Task brief: When a line below contains the string "common", show that line.

= = = = =

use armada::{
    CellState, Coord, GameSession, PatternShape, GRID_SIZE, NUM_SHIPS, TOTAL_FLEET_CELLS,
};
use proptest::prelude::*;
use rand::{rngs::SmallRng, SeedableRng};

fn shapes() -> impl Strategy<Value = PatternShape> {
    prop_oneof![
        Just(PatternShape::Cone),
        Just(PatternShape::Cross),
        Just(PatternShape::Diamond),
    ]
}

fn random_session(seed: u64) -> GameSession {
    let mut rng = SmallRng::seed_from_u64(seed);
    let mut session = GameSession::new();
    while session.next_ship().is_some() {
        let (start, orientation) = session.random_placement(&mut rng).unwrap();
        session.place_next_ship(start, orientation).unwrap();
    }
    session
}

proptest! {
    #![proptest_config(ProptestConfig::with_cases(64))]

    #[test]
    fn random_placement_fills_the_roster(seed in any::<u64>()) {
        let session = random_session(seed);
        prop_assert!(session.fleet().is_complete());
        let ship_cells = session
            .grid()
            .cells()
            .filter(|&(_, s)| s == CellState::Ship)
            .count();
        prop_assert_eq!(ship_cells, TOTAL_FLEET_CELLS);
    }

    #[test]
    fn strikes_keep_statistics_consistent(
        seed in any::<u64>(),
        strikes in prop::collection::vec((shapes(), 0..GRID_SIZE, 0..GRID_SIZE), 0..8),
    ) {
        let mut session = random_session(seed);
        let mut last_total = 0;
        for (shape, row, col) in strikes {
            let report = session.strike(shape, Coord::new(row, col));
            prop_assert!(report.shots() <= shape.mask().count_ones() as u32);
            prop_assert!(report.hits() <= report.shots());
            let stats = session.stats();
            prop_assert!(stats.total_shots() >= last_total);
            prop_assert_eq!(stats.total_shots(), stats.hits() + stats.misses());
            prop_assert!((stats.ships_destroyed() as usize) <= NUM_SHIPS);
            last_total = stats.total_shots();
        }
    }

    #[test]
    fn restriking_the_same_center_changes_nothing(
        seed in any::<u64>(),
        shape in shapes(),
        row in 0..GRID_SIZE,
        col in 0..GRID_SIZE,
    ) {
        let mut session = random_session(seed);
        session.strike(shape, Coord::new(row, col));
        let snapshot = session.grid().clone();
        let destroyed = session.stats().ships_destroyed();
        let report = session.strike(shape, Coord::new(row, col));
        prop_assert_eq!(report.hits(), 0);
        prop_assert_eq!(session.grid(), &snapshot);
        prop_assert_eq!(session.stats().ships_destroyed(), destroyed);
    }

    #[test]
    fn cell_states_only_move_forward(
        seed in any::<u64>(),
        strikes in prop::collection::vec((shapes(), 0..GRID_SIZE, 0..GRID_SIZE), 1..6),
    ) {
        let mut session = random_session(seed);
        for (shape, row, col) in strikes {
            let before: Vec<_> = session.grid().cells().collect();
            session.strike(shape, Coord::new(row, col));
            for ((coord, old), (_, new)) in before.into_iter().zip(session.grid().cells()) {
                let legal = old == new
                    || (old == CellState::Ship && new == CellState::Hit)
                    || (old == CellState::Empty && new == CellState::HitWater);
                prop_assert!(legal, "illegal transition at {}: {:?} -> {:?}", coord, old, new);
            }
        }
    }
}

= = = = =

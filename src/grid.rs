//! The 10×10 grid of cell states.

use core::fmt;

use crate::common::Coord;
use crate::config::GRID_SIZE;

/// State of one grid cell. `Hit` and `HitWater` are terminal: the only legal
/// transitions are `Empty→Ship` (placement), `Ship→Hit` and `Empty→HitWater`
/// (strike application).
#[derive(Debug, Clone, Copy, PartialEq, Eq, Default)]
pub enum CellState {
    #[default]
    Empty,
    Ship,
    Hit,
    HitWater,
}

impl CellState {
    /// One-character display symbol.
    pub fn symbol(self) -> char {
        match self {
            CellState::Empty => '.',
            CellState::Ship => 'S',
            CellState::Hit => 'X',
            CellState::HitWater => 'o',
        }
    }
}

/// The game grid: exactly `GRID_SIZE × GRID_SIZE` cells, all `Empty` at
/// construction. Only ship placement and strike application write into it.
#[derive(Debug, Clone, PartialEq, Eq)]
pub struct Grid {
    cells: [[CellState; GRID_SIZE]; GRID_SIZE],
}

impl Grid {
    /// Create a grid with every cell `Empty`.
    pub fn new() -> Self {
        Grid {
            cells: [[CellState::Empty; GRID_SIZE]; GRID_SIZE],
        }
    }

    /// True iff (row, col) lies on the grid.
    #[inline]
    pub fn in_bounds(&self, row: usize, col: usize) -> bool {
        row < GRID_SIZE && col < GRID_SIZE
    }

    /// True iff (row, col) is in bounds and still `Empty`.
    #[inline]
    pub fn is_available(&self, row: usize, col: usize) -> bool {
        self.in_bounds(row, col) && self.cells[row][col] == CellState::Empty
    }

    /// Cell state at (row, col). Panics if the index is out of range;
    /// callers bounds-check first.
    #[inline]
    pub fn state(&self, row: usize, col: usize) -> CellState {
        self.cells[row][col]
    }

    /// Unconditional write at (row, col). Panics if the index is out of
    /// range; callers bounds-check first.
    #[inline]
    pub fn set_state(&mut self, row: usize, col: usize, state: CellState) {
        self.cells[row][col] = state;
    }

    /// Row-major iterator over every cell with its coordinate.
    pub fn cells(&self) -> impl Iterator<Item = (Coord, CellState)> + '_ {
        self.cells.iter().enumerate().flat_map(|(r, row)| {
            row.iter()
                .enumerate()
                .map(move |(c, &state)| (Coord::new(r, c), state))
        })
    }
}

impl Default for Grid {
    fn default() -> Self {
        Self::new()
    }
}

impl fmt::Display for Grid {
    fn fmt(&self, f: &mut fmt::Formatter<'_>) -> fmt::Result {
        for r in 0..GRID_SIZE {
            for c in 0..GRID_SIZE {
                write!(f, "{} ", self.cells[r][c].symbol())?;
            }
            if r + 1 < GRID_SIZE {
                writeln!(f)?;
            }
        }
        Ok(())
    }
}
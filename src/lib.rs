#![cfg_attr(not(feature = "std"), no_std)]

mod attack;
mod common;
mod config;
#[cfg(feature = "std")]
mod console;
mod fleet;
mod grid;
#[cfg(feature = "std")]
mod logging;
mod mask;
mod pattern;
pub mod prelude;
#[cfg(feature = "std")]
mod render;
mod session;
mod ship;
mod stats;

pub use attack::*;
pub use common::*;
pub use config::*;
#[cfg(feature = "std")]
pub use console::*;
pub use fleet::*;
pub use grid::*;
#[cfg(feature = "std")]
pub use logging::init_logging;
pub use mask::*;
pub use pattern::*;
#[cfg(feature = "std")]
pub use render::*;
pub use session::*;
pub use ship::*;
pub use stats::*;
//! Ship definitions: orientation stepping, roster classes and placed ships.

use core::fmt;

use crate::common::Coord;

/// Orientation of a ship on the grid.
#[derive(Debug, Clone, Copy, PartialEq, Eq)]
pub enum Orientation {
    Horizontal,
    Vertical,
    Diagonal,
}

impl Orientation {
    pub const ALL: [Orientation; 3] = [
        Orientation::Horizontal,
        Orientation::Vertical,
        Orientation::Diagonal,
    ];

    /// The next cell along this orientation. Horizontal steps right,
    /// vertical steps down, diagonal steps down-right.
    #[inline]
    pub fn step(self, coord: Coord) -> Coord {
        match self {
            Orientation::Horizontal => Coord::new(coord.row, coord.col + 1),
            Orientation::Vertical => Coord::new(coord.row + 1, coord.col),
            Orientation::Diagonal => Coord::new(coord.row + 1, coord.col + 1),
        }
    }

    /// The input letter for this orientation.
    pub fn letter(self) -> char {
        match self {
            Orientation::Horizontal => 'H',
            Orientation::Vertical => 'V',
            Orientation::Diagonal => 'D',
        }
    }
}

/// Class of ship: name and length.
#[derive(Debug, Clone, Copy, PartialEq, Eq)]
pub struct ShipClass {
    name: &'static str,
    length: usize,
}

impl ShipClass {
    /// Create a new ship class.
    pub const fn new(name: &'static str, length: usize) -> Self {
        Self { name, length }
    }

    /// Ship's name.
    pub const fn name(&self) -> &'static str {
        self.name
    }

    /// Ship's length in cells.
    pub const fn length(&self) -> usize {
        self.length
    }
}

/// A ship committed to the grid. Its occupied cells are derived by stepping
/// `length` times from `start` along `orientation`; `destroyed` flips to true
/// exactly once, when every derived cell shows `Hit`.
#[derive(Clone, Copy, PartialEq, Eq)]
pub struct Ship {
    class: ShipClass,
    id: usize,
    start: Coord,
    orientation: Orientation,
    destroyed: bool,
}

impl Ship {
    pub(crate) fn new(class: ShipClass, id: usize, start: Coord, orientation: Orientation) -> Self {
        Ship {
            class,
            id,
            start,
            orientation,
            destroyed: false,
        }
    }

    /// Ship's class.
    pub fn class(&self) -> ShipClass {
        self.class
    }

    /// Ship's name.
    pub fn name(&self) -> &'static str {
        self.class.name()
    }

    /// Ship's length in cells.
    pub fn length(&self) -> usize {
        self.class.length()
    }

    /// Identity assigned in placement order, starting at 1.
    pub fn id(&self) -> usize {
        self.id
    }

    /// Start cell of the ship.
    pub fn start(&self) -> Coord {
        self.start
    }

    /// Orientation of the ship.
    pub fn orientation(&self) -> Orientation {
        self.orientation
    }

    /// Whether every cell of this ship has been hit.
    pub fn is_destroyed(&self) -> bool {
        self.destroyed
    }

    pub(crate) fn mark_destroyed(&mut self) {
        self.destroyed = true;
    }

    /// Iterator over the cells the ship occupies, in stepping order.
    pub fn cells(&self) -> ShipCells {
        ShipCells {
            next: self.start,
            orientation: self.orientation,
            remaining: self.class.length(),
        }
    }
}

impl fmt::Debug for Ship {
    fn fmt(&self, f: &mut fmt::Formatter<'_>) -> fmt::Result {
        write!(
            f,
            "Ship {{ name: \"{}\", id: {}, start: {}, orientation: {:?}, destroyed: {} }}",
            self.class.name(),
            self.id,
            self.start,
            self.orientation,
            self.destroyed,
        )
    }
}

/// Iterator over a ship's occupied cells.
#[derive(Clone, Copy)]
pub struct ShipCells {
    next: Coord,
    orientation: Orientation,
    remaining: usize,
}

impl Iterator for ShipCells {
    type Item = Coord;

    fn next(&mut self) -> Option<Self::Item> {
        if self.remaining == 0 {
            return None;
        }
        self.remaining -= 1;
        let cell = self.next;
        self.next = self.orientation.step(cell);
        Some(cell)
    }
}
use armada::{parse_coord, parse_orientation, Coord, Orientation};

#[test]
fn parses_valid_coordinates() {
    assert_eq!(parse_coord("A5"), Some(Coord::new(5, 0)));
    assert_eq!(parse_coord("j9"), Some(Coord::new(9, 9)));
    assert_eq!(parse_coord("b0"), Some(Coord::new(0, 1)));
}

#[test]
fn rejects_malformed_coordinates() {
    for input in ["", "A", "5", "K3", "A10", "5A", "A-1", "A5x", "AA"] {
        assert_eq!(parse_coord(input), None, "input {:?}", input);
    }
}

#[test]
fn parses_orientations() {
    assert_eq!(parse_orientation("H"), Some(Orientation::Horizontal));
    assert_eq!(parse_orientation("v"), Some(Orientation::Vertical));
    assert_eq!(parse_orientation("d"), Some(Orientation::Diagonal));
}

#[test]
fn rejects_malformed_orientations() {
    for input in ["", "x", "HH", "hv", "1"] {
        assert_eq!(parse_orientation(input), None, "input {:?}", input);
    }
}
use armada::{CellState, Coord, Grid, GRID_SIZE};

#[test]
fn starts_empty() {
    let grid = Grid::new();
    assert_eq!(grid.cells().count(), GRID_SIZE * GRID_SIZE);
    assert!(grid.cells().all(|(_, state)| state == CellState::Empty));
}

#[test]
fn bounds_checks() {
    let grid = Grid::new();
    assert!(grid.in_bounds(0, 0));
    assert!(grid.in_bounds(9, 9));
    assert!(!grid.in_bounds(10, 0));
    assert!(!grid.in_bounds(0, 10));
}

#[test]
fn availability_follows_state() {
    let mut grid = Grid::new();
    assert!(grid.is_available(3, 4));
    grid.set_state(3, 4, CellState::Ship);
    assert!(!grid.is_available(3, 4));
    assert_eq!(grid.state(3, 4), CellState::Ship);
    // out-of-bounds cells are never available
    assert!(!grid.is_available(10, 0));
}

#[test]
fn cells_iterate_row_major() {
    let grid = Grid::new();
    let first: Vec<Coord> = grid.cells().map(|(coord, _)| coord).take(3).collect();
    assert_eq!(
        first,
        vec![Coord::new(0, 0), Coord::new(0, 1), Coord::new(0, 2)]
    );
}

= = = = =

Your response:
use crate::common::Coord;
mod common;
pub use common::*;
use crate::common::Coord;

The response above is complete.